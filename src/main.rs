//! Delegated national-identity authentication
//!
//! One site (the auth host) talks SAML to latvija.lv and hands the verified
//! personal code to the satellite sites that share its encryption key.
//! Satellites resolve the code to a local account and sign the user in.

mod controller;
mod crypto;
mod directory;
mod handoff;
mod http;
mod saml;
mod session;
mod settings;

use anyhow::{anyhow, Context, Result};
use clap::{Parser, Subcommand};
use std::net::SocketAddr;
use std::path::{Path, PathBuf};
use std::sync::Arc;
use tracing::{info, warn};

use controller::{AuthBroker, DelegatedAuthEndpoint, HandoffContext, Satellite};
use crypto::{Cryptor, SystemClock};
use directory::{Account, AccountStore, LocalDirectory};
use handoff::{DayTokenAuthenticator, HandoffCodec, HashedIdentifier, PERSONAL_CODE_PREFIX};
use http::AppState;
use saml::{RedirectBindingClient, SamlConfig};
use session::{spawn_cleanup_task, SessionConfig, SessionStore, DEFAULT_CLEANUP_INTERVAL_SECS};
use settings::{
    load_module_config, HandoffSettings, KeySource, Locale, SettingsHandle, TokenTimezone,
};

/// Command line arguments
#[derive(Parser, Debug)]
#[command(name = "handoff-auth")]
#[command(about = "Delegated latvija.lv sign-in for a family of sites")]
struct Args {
    #[command(subcommand)]
    command: Option<Command>,

    /// Address to listen on
    #[arg(long, default_value = "0.0.0.0:8080", env = "HANDOFF_LISTEN")]
    listen: SocketAddr,

    /// Host name of this site
    #[arg(long, default_value = "", env = "SITE_HOST")]
    site_host: String,

    /// Host of the auth site (empty when this site is the auth site)
    #[arg(long, default_value = "", env = "AUTH_PATH")]
    auth_path: String,

    /// latvija.lv SAML endpoint
    #[arg(long, default_value = "", env = "LATVIA_SAML_PATH")]
    idp_saml_path: String,

    /// latvija.lv entity ID
    #[arg(long, default_value = "http://www.latvija.lv/sts", env = "LATVIA_ENTITY_ID")]
    idp_entity_id: String,

    /// Shared encryption key (hex)
    #[arg(long, env = "CRYPT_KEY")]
    crypt_key: Option<String>,

    /// File holding the shared encryption key
    #[arg(long, env = "CRYPT_KEY_FILE")]
    crypt_key_file: Option<PathBuf>,

    /// Salt for identifier lookup hashes
    #[arg(long, default_value = "", env = "HASH_SALT")]
    hash_salt: String,

    /// Calendar for day tokens (utc, local)
    #[arg(long, default_value = "utc", env = "TOKEN_TIMEZONE")]
    token_timezone: TokenTimezone,

    /// Scheme used to address other sites
    #[arg(long, default_value = "https", env = "HANDOFF_SCHEME")]
    scheme: String,

    /// Path prefix of the protocol endpoints
    #[arg(long, default_value = "/onelogin_saml", env = "HANDOFF_BASE_PATH")]
    base_path: String,

    /// Language of user-facing messages (lv, en)
    #[arg(long, default_value = "lv", env = "HANDOFF_LOCALE")]
    locale: Locale,

    /// IdP certificate used when the module config has none
    #[arg(long, default_value = "certs/latvia_auth/cert.txt", env = "LATVIA_CERT_FILE")]
    cert_file: PathBuf,

    /// Module config file (JSON), re-read on SIGHUP
    #[arg(long, default_value = "/etc/handoff-auth/config.json", env = "HANDOFF_CONFIG")]
    config: PathBuf,

    /// Directory for the account and session databases
    #[arg(long, default_value = "/var/lib/handoff-auth", env = "HANDOFF_DATA_DIR")]
    data_dir: PathBuf,

    /// Local session lifetime in seconds
    #[arg(long, default_value = "28800", env = "SESSION_TTL_SECS")]
    session_ttl_secs: u64,

    /// Domain attribute of the session cookie
    #[arg(long, env = "COOKIE_DOMAIN")]
    cookie_domain: Option<String>,

    /// Enable verbose logging
    #[arg(short, long, env = "HANDOFF_VERBOSE")]
    verbose: bool,
}

#[derive(Subcommand, Debug, Clone)]
enum Command {
    /// Run the HTTP service (default)
    Serve,
    /// Create a local account linked to a personal code
    Enroll {
        #[arg(long)]
        name: String,
        #[arg(long)]
        personal_code: String,
    },
    /// Print a fresh encryption key
    GenerateKey,
}

impl Args {
    fn site_settings(&self) -> Result<HandoffSettings> {
        let crypt_key = match (&self.crypt_key_file, &self.crypt_key) {
            (Some(path), _) => KeySource::File(path.clone()),
            (None, Some(key)) => KeySource::Inline(key.clone()),
            (None, None) => return Err(anyhow!("crypt_key or crypt_key_file is required")),
        };

        let site = HandoffSettings {
            site_host: self.site_host.clone(),
            auth_path: self.auth_path.clone(),
            idp_saml_path: self.idp_saml_path.clone(),
            idp_entity_id: self.idp_entity_id.clone(),
            crypt_key,
            hash_salt: self.hash_salt.clone(),
            token_timezone: self.token_timezone,
            scheme: self.scheme.clone(),
            base_path: self.base_path.clone(),
            locale: self.locale,
            cert_file: self.cert_file.clone(),
        };
        site.validate().map_err(|e| anyhow!(e))?;

        // Fail at startup rather than on the first sign-in.
        site.crypt_key.read()?;
        Ok(site)
    }

    fn cryptor(&self, site: &HandoffSettings) -> Arc<Cryptor> {
        Arc::new(Cryptor::new(
            site.crypt_key.clone(),
            site.hash_salt.clone(),
            Arc::new(SystemClock::new(site.token_timezone)),
        ))
    }

    fn account_store(&self) -> Result<Arc<AccountStore>> {
        Ok(Arc::new(AccountStore::open(
            self.data_dir.join("accounts.redb"),
        )?))
    }
}

#[tokio::main]
async fn main() -> Result<()> {
    let args = Args::parse();

    let log_level = if args.verbose { "debug" } else { "info" };
    tracing_subscriber::fmt()
        .with_env_filter(format!(
            "{}={},tower_http=info",
            env!("CARGO_CRATE_NAME"),
            log_level
        ))
        .json()
        .init();

    match args.command.clone().unwrap_or(Command::Serve) {
        Command::GenerateKey => {
            println!("{}", Cryptor::generate_key());
            Ok(())
        }
        Command::Enroll {
            name,
            personal_code,
        } => enroll(&args, &name, &personal_code),
        Command::Serve => serve(args).await,
    }
}

fn enroll(args: &Args, name: &str, personal_code: &str) -> Result<()> {
    let site = args.site_settings()?;
    let cryptor = args.cryptor(&site);

    let code = personal_code
        .strip_prefix(PERSONAL_CODE_PREFIX)
        .unwrap_or(personal_code);
    let hash = HashedIdentifier::new(cryptor.hash(code)?);

    let account = args.account_store()?.create(Account::new(name, &hash))?;
    info!(account_id = %account.id, "Account enrolled");
    println!("{}", account.id);
    Ok(())
}

async fn serve(args: Args) -> Result<()> {
    info!("Starting handoff auth service");

    let site = args.site_settings()?;
    let module = load_module_config(&args.config)?;
    let settings = SettingsHandle::new(site.clone(), module.clone());

    let cryptor = args.cryptor(&site);
    let ctx = HandoffContext {
        settings: settings.clone(),
        cryptor: cryptor.clone(),
        codec: Arc::new(HandoffCodec::new(cryptor.clone())),
        tokens: Arc::new(DayTokenAuthenticator::new(cryptor)),
    };

    let accounts = args.account_store()?;
    let sessions = Arc::new(
        SessionStore::open(args.data_dir.join("sessions.redb"), args.session_ttl_secs)
            .context("Failed to initialize session store")?,
    );
    info!(
        data_dir = ?args.data_dir,
        accounts = accounts.count()?,
        "Stores initialized"
    );

    let _cleanup_handle = spawn_cleanup_task(sessions.clone(), DEFAULT_CLEANUP_INTERVAL_SECS);

    let directory = Arc::new(LocalDirectory::new(accounts.clone(), sessions.clone()));

    let mut saml_client = None;
    let endpoint: Arc<dyn DelegatedAuthEndpoint> = if site.is_auth_host() {
        let client = Arc::new(RedirectBindingClient::new(SamlConfig::from_settings(
            &site, &module,
        )?)?);
        saml_client = Some(client.clone());
        Arc::new(AuthBroker::new(ctx, client))
    } else {
        Arc::new(Satellite::new(ctx, directory.clone(), accounts.clone()))
    };

    info!(
        site_host = %site.site_host,
        auth_host = %site.auth_host(),
        role = if site.is_auth_host() { "auth_host" } else { "satellite" },
        activate = module.activate,
        "Configuration loaded"
    );

    #[cfg(unix)]
    spawn_reload_task(args.config.clone(), settings.clone(), saml_client)?;
    #[cfg(not(unix))]
    drop(saml_client);

    let state = AppState {
        endpoint,
        settings,
        directory,
        accounts,
        sessions,
        session_config: Arc::new(SessionConfig {
            cookie_domain: args.cookie_domain.clone(),
            ttl_secs: args.session_ttl_secs,
            cookie_secure: site.scheme == "https",
            ..Default::default()
        }),
    };

    let listener = tokio::net::TcpListener::bind(args.listen)
        .await
        .with_context(|| format!("Failed to bind {}", args.listen))?;
    info!(listen = %args.listen, "Listening");

    axum::serve(listener, http::router(state))
        .with_graceful_shutdown(shutdown_signal())
        .await?;

    info!("Shut down");
    Ok(())
}

/// Re-read the module config on SIGHUP.
#[cfg(unix)]
fn spawn_reload_task(
    path: PathBuf,
    settings: SettingsHandle,
    saml: Option<Arc<RedirectBindingClient>>,
) -> Result<tokio::task::JoinHandle<()>> {
    use tokio::signal::unix::{signal, SignalKind};

    let mut hangup = signal(SignalKind::hangup())?;
    Ok(tokio::spawn(async move {
        while hangup.recv().await.is_some() {
            match reload(&path, &settings, saml.as_deref()) {
                Ok(()) => info!(path = ?path, "Module config reloaded"),
                Err(e) => warn!(error = %e, path = ?path, "Failed to reload module config, keeping previous"),
            }
        }
    }))
}

fn reload(
    path: &Path,
    settings: &SettingsHandle,
    saml: Option<&RedirectBindingClient>,
) -> Result<()> {
    let module = load_module_config(path)?;
    if let Some(client) = saml {
        client.reconfigure(SamlConfig::from_settings(settings.site(), &module)?)?;
    }
    settings.reconfigure(module)
}

async fn shutdown_signal() {
    if let Err(e) = tokio::signal::ctrl_c().await {
        warn!(error = %e, "Failed to listen for shutdown signal");
        std::future::pending::<()>().await;
    }
}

ACTIVITY:
For the records above, count the lines that contain the word "SamlConfig" and give only that number.

TASK OUTPUT:
3